It’s rare that a culinary event is a raving success before the first bite is taken.
But such was the case at last Sunday’s Sustainable Settings Harvest Festival in Carbondale. The 10-year-old event brought together a decreasingly rare group of individuals that are both self-proclaimed foodies as well as avid environmentalist interested in embracing integrated solutions for sustainable development.
From the moment we waded through the muddy parking lot and entered the gate at the Sustainable Settings ranch, I knew we were in for a treat. Perched at the entrance was a colorful cornucopia cart featuring the late-summer bounty of the farm. There were tomatoes and beets, peppers and beans, kale, broccoli, apples, onions, eggs, milk, cheese. After passing the cart and the tented dinner tables, I counted a mere 35 paces before I reached the chicken pens. Another 12 to the perfectly messy rows of vegetables. Five more to the goats. And another 6 to the cows.
And the best part? We were encouraged to reach out and sample any of the fresh food we passed while on the tour of the garden. “All you have to do is wipe off a little water and maybe a little dirt first,” said Brook Le Van, executive director of the 16-year-old nonprofit. And sample we did. Fresh broccoli and kale, perfectly crisp peas, and tomatoes.
Back at the pre-dinner soiree by the cornucopia cart, Aspen Brewing Co. beer was being pumped from kegs, regional biodynamic wines were being poured from Peak Wine & Spirits, and Big B’s juices from Colorado’s North Fork Valley were being sipped all while Paonia’s The New Frontier String Band played sweet bluegrass-y tunes. Chefs from Chris Lanter’s team at Aspen’s Cache Cache restaurant and Mark Fisher’s teams at The Pullman in Glenwood Springs and Town in Carbondale were busy grilling freshly slaughtered cow and lamb and piecing together the Thanksgiving-like spread.
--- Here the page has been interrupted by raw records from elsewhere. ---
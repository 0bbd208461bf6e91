use clap::{error::ErrorKind, CommandFactory, Parser, Subcommand};
use crossterm::{
    execute,
    terminal::{disable_raw_mode, enable_raw_mode, EnterAlternateScreen, LeaveAlternateScreen},
    tty::IsTty,
};
use ratatui::{
    backend::{Backend, CrosstermBackend},
    Terminal,
};
use std::{
    error::Error,
    io::{self, stdin},
    path::PathBuf,
    time::Duration,
};
use tracing::{error, info, warn};

use typeflow::{
    app::{App, Control},
    app_dirs::AppDirs,
    clock::SystemClock,
    logging,
    runtime::{AppEvent, CrosstermEventSource, FixedTicker, Runner},
    saver::{self, ResultSaver},
    session::Session,
    settings::{Difficulty, FileSettingsStore, SettingsStore, TestMode, TestSettings},
    store::{ResultStore, SqliteResultStore, StoreError, StoreErrorKind},
    text_gen::RandomWords,
};

const TICK_RATE_MS: u64 = 100;
const SAVE_FLUSH_MS: u64 = 2000;

/// typing speed test with live scoring and wpm history
#[derive(Parser, Debug, Clone)]
#[clap(
    version,
    about,
    long_about = "A terminal typing speed test: timed or word-count runs, live per-character scoring, a wpm-over-time chart, and a local history of results."
)]
pub struct Cli {
    /// test mode; overrides the saved setting
    #[clap(short = 'm', long, value_enum)]
    mode: Option<TestMode>,

    /// seconds (time mode) or words (words mode); overrides the saved setting
    #[clap(short = 'd', long, value_parser = clap::value_parser!(u32).range(1..))]
    duration: Option<u32>,

    /// word list difficulty; overrides the saved setting
    #[clap(long, value_enum)]
    difficulty: Option<Difficulty>,

    /// results database (defaults to the state directory)
    #[clap(long, global = true)]
    db: Option<PathBuf>,

    /// whose results to save and show
    #[clap(short = 'u', long, global = true, default_value = "local")]
    user: String,

    #[clap(subcommand)]
    command: Option<Command>,
}

#[derive(Subcommand, Debug, Clone, PartialEq, Eq)]
enum Command {
    /// run a typing test (default)
    Run,
    /// print aggregate statistics
    Stats,
    /// list recent results, most recent first
    History {
        #[clap(short = 'n', long, default_value_t = 10)]
        limit: usize,
    },
}

impl Cli {
    /// Flags win over persisted settings.
    fn merge_settings(&self, saved: TestSettings) -> TestSettings {
        TestSettings {
            mode: self.mode.unwrap_or(saved.mode),
            duration: self.duration.unwrap_or(saved.duration),
            difficulty: self.difficulty.unwrap_or(saved.difficulty),
        }
    }

    fn db_path(&self) -> Result<PathBuf, StoreError> {
        self.db.clone().or_else(AppDirs::db_path).ok_or_else(|| {
            StoreError::new(
                StoreErrorKind::Unavailable,
                "could not resolve a data directory, pass --db",
            )
        })
    }

    fn open_store(&self) -> Result<SqliteResultStore, StoreError> {
        SqliteResultStore::open(self.db_path()?)
    }
}

fn main() -> Result<(), Box<dyn Error>> {
    let cli = Cli::parse();

    if let Some(log_path) = AppDirs::log_path() {
        logging::init(&log_path);
    }

    match cli.command.clone().unwrap_or(Command::Run) {
        Command::Run => run(&cli),
        Command::Stats => print_stats(&cli),
        Command::History { limit } => print_history(&cli, limit),
    }
}

fn run(cli: &Cli) -> Result<(), Box<dyn Error>> {
    if !stdin().is_tty() {
        let mut cmd = Cli::command();
        cmd.error(ErrorKind::Io, "stdin must be a tty").exit();
    }

    let settings_store = FileSettingsStore::new();
    let saved = settings_store.load();
    let settings = cli.merge_settings(saved);
    if settings != saved {
        if let Err(e) = settings_store.save(&settings) {
            warn!(error = %e, "could not save settings");
        }
    }

    let session = Session::new(settings, SystemClock, RandomWords);
    let mut app = App::new(session).with_settings_store(settings_store);
    match cli.open_store() {
        Ok(store) => {
            let (queue, monitor) = saver::spawn(ResultSaver::new(Box::new(store), cli.user.clone()));
            app = app.with_saves(queue, monitor);
        }
        Err(e) => error!(kind = %e.kind(), error = %e, "results will not be saved"),
    }

    enable_raw_mode()?;

    let mut stdout = io::stdout();
    execute!(stdout, EnterAlternateScreen)?;
    let backend = CrosstermBackend::new(stdout);
    let mut terminal = Terminal::new(backend)?;

    let res = start_tui(&mut terminal, &mut app);

    disable_raw_mode()?;
    execute!(terminal.backend_mut(), LeaveAlternateScreen)?;
    terminal.show_cursor()?;

    app.flush_saves(Duration::from_millis(SAVE_FLUSH_MS));
    res
}

fn start_tui<B: Backend>(terminal: &mut Terminal<B>, app: &mut App) -> Result<(), Box<dyn Error>> {
    let runner = Runner::new(
        CrosstermEventSource::new(),
        FixedTicker::new(Duration::from_millis(TICK_RATE_MS)),
    );
    info!("terminal session started");

    loop {
        terminal.draw(|f| f.render_widget(&*app, f.area()))?;

        match runner.step() {
            AppEvent::Tick => app.on_tick(),
            AppEvent::Resize => {}
            AppEvent::Key(key) => {
                if app.handle_key(key) == Control::Quit {
                    break;
                }
            }
        }
    }

    Ok(())
}

fn print_stats(cli: &Cli) -> Result<(), Box<dyn Error>> {
    let store = cli.open_store()?;
    let stats = store.aggregate_stats(&cli.user)?;

    println!("tests          {}", stats.total_tests);
    println!("best wpm       {}", stats.best_wpm);
    println!("average wpm    {}", stats.average_wpm);
    println!("average acc    {}%", stats.average_accuracy);
    println!("time typing    {:.1}s", stats.total_time);
    if let Some(last) = stats.last_test_date {
        println!("last test      {}", last.format("%Y-%m-%d %H:%M"));
    }
    Ok(())
}

fn print_history(cli: &Cli, limit: usize) -> Result<(), Box<dyn Error>> {
    let store = cli.open_store()?;
    let results = store.recent_results(&cli.user, limit)?;

    if results.is_empty() {
        println!("no results yet");
        return Ok(());
    }
    for result in results {
        println!(
            "{}  {:>5} {:<4}  {:>3} wpm  {:>3}% acc  {:.1}s",
            result.timestamp.format("%Y-%m-%d %H:%M"),
            result.settings.mode.to_string(),
            result.settings.duration,
            result.stats.wpm,
            result.stats.accuracy,
            result.stats.total_time,
        );
    }
    Ok(())
}
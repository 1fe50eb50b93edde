//! Hinge-embedding contrastive loss.
//!
//! For an edge `(a, b)` the distance is `‖emb_a[a] − emb_b[b]‖²` and the
//! target is `+1` (true) or `−1` (false):
//!
//! | target | per-edge loss |
//! |--------|---------------|
//! | +1 | `d` |
//! | −1 | `max(0, margin − d)` |
//!
//! Each class is averaged on its own and combined as
//! `negative + weight · positive`. An empty class contributes 0.

use crate::config::Config;
use crate::model::embedding::squared_distance;
use crate::model::{EdgeSet, Embeddings};
use crate::{Error, Result};

/// Hinge targets and squared distances, aligned with an edge set.
#[derive(Debug, Clone, Default, PartialEq)]
pub struct HingeBatch {
    pub targets: Vec<f32>,
    pub distances: Vec<f32>,
}

impl HingeBatch {
    pub fn len(&self) -> usize {
        self.targets.len()
    }

    pub fn is_empty(&self) -> bool {
        self.targets.is_empty()
    }
}

/// Map labels to `±1` targets and measure each edge in embedding space.
pub fn hinge_distance(
    emb_a: &Embeddings,
    emb_b: &Embeddings,
    edges: &EdgeSet,
    labels: &[bool],
) -> Result<HingeBatch> {
    if labels.len() != edges.len() {
        return Err(Error::LengthMismatch {
            what: "hinge labels",
            expected: edges.len(),
            got: labels.len(),
        });
    }
    if emb_a.dim() != emb_b.dim() {
        return Err(Error::DimensionMismatch { expected: emb_a.dim(), got: emb_b.dim() });
    }

    let targets = labels.iter().map(|&y| if y { 1.0 } else { -1.0 }).collect();
    let distances = edges
        .iter()
        .map(|e| Ok(squared_distance(emb_a.node(e.src)?, emb_b.node(e.dst)?)))
        .collect::<Result<Vec<f32>>>()?;

    Ok(HingeBatch { targets, distances })
}

/// Class-balanced hinge loss: `mean_neg + positive_weight · mean_pos`.
pub fn hinge_loss(targets: &[f32], distances: &[f32], margin: f32, positive_weight: f32) -> Result<f32> {
    check_aligned(targets, distances)?;
    let (mut pos_sum, mut pos_n) = (0.0f32, 0usize);
    let (mut neg_sum, mut neg_n) = (0.0f32, 0usize);

    for (&t, &d) in targets.iter().zip(distances) {
        if t > 0.0 {
            pos_sum += d;
            pos_n += 1;
        } else {
            neg_sum += (margin - d).max(0.0);
            neg_n += 1;
        }
    }

    Ok(mean(neg_sum, neg_n) + positive_weight * mean(pos_sum, pos_n))
}

/// Unpartitioned mean hinge loss over every edge.
pub fn hinge_embedding_loss(targets: &[f32], distances: &[f32], margin: f32) -> Result<f32> {
    check_aligned(targets, distances)?;
    let sum: f32 = targets
        .iter()
        .zip(distances)
        .map(|(&t, &d)| if t > 0.0 { d } else { (margin - d).max(0.0) })
        .sum();
    Ok(mean(sum, targets.len()))
}

fn check_aligned(targets: &[f32], distances: &[f32]) -> Result<()> {
    if targets.len() != distances.len() {
        return Err(Error::LengthMismatch {
            what: "hinge distances",
            expected: targets.len(),
            got: distances.len(),
        });
    }
    Ok(())
}

#[inline]
fn mean(sum: f32, n: usize) -> f32 {
    if n == 0 { 0.0 } else { sum / n as f32 }
}

/// Distance and loss in one call.
pub fn compute_loss(
    emb_a: &Embeddings,
    emb_b: &Embeddings,
    edges: &EdgeSet,
    labels: &[bool],
    margin: f32,
    weight: f32,
) -> Result<f32> {
    let hinge = hinge_distance(emb_a, emb_b, edges, labels)?;
    hinge_loss(&hinge.targets, &hinge.distances, margin, weight)
}

/// Margins (already squared) and weights for the two embedding subspaces.
#[derive(Debug, Clone, Copy, PartialEq)]
pub struct ContrastiveLoss {
    pub spatial_margin: f32,
    pub topo_margin: f32,
    pub spatial_weight: f32,
    pub topo_weight: f32,
}

impl ContrastiveLoss {
    pub fn from_config(config: &Config) -> Self {
        Self {
            spatial_margin: config.spatial_margin_sq(),
            topo_margin: config.topo_margin_sq(),
            spatial_weight: config.weight,
            topo_weight: config.topo_weight,
        }
    }

    pub fn spatial(&self, hinge: &HingeBatch) -> Result<f32> {
        hinge_loss(&hinge.targets, &hinge.distances, self.spatial_margin, self.spatial_weight)
    }

    pub fn topological(&self, hinge: &HingeBatch) -> Result<f32> {
        hinge_loss(&hinge.targets, &hinge.distances, self.topo_margin, self.topo_weight)
    }

    /// Step loss: the two subspace losses summed.
    pub fn total(&self, spatial: &HingeBatch, topological: &HingeBatch) -> Result<f32> {
        Ok(self.spatial(spatial)? + self.topological(topological)?)
    }
}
I thought I had reached the pinnacle of farm-to-table cuisine at last year’s Slow Food Roaring Fork’s annual harvest dinner at now-defunct 689 restaurant in Carbondale (also by Mark Fisher). It was a much more formal affair, with small tables and waiters. The food was expectedly fresh and delicious, but there was something quite special about the Sustainable Settings event, and I’m sure it had to do with eating within arm’s reach of where the veggies grew and the animals fed. And waiting in line to pile the bounty on to our plates was a communal experience that harkened back to harvest festivals of centuries past.
And the simple preparation of what might literally be the freshest meal I’ve ever eaten certainly didn’t disappoint. There was mixed grilled sausages (boudin noir, longaniza, luganeca) with mustard, preserves and pickles; pork adobada with La Roca tortillas, homemade queso fresco, pickled red onion, and salsa roja; beef filet carpaccio with truffle aioli, sunchoke chips, and herbs; cumin roast beets with Greek yogurt and herbs; mixed kale, squash, zucchini, carrot and turnip salad with dried fruits and nuts; mixed vegetable terrine; roast beans with bacon, melted leeks and arugula; and peach crisp with Greek yogurt, whipped cream, and ice creams.
A quote from Amory Lovins, co-founder, chairman, and chief scientist at the Rocky Mountain Institute, on the front of much of Sustainable Settings’ literature sums up the meal quite well: “Sustainable Settings’ lamb and other food tastes better because it is better for the land and the planet.”